▸ **Extracted records**
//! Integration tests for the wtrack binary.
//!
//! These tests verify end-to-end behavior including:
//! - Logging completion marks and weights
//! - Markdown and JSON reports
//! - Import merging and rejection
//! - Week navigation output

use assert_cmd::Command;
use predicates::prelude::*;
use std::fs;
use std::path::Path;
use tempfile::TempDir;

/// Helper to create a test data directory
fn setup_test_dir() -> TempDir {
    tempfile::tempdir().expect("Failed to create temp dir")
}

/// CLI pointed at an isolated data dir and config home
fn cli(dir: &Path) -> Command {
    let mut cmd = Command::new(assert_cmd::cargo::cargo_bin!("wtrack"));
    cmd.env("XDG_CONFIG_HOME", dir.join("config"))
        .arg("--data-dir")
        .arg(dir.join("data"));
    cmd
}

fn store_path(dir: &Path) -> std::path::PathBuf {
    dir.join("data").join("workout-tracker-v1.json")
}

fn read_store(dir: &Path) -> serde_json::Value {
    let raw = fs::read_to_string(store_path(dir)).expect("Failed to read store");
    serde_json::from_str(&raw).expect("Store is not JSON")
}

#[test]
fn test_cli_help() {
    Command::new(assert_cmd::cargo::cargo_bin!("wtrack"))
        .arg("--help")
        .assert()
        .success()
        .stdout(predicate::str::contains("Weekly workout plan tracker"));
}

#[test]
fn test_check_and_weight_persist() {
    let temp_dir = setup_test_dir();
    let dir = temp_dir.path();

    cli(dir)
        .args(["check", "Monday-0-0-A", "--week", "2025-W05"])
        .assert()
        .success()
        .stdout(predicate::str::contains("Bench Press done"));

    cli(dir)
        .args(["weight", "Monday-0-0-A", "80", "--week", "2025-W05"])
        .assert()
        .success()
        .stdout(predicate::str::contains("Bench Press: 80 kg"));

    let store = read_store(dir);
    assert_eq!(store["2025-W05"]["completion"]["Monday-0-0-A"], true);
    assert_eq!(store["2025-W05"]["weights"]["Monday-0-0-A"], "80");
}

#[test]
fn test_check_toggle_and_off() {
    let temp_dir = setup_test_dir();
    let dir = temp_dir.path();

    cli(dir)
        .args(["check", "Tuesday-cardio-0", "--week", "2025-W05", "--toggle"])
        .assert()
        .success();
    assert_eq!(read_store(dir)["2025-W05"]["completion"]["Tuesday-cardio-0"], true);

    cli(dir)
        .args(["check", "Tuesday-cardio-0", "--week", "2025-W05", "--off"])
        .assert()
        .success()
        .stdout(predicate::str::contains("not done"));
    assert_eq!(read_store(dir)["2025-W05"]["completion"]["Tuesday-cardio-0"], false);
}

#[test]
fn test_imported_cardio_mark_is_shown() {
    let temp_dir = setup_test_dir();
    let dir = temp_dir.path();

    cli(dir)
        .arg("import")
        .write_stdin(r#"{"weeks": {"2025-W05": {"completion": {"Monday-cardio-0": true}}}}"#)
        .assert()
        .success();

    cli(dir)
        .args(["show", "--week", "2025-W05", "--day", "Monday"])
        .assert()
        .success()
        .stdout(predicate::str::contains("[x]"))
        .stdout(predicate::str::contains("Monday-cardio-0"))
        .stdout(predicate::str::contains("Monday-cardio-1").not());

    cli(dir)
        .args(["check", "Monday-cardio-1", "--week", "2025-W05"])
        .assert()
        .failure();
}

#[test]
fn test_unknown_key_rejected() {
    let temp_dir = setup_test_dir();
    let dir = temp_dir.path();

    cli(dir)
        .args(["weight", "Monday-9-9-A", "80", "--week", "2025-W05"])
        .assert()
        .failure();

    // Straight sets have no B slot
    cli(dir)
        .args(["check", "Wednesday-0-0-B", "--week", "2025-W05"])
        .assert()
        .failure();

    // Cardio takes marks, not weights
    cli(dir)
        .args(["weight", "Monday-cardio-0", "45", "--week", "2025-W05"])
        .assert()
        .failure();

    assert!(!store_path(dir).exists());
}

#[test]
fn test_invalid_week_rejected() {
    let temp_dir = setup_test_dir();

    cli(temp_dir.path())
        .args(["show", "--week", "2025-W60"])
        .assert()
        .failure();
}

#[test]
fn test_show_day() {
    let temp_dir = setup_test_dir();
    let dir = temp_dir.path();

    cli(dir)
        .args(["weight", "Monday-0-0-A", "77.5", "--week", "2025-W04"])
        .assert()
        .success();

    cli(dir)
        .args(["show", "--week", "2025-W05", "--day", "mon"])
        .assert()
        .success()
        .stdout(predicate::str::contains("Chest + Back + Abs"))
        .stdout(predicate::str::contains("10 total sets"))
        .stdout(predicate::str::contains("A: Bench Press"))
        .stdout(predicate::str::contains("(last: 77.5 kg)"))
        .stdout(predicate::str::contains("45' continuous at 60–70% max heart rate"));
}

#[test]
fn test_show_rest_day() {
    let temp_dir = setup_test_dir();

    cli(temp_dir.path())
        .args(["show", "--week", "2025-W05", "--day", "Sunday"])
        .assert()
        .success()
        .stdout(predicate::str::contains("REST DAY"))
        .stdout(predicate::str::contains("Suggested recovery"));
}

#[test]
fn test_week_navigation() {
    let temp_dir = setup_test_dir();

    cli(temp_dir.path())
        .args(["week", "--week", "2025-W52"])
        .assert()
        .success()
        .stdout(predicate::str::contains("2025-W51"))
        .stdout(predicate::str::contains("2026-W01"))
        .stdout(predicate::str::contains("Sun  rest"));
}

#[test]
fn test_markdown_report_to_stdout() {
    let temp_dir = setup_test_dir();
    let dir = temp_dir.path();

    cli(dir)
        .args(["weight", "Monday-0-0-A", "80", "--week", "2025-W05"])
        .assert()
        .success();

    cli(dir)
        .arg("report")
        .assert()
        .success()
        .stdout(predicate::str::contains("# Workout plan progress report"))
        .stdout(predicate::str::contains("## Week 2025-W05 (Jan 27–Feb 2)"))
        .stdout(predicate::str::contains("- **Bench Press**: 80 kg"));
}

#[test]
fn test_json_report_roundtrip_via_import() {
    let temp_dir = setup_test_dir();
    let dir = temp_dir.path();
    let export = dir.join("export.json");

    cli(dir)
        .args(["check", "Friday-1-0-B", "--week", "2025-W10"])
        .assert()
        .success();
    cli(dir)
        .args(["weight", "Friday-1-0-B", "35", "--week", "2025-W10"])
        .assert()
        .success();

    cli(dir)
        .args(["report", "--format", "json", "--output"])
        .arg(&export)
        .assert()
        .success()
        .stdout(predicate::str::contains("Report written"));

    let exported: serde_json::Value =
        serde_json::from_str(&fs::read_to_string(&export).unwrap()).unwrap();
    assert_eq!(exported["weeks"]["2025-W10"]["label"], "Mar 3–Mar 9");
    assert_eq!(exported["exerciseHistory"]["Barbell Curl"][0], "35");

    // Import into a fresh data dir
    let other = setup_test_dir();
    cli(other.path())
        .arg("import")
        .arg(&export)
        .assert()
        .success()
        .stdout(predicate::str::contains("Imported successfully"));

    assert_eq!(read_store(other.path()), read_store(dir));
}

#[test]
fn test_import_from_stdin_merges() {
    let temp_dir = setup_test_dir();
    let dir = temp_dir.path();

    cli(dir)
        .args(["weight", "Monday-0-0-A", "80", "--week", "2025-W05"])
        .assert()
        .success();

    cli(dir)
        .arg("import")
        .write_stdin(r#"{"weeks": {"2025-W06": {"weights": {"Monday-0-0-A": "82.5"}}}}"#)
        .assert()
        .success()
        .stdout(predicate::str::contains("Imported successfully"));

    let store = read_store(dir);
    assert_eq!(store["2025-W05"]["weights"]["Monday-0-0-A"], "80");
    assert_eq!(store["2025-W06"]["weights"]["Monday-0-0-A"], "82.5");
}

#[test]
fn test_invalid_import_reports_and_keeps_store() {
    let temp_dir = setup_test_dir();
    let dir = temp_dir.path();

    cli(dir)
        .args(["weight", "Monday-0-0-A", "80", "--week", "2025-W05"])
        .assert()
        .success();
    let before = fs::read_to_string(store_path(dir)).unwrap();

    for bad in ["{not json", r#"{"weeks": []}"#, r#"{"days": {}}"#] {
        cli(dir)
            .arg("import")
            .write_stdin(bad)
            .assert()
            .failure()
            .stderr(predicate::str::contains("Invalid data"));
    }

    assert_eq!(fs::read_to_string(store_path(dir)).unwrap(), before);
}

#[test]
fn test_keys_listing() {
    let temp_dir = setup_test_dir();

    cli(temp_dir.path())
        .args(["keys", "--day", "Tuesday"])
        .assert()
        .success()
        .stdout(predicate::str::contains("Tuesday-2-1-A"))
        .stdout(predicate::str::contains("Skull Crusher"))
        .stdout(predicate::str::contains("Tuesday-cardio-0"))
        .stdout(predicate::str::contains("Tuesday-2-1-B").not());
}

▸ **Brief**
Lines in the material above that include the string "config" should be listed.

▸ **Solved exercise**
/// CLI pointed at an isolated data dir and config home
    cmd.env("XDG_CONFIG_HOME", dir.join("config"))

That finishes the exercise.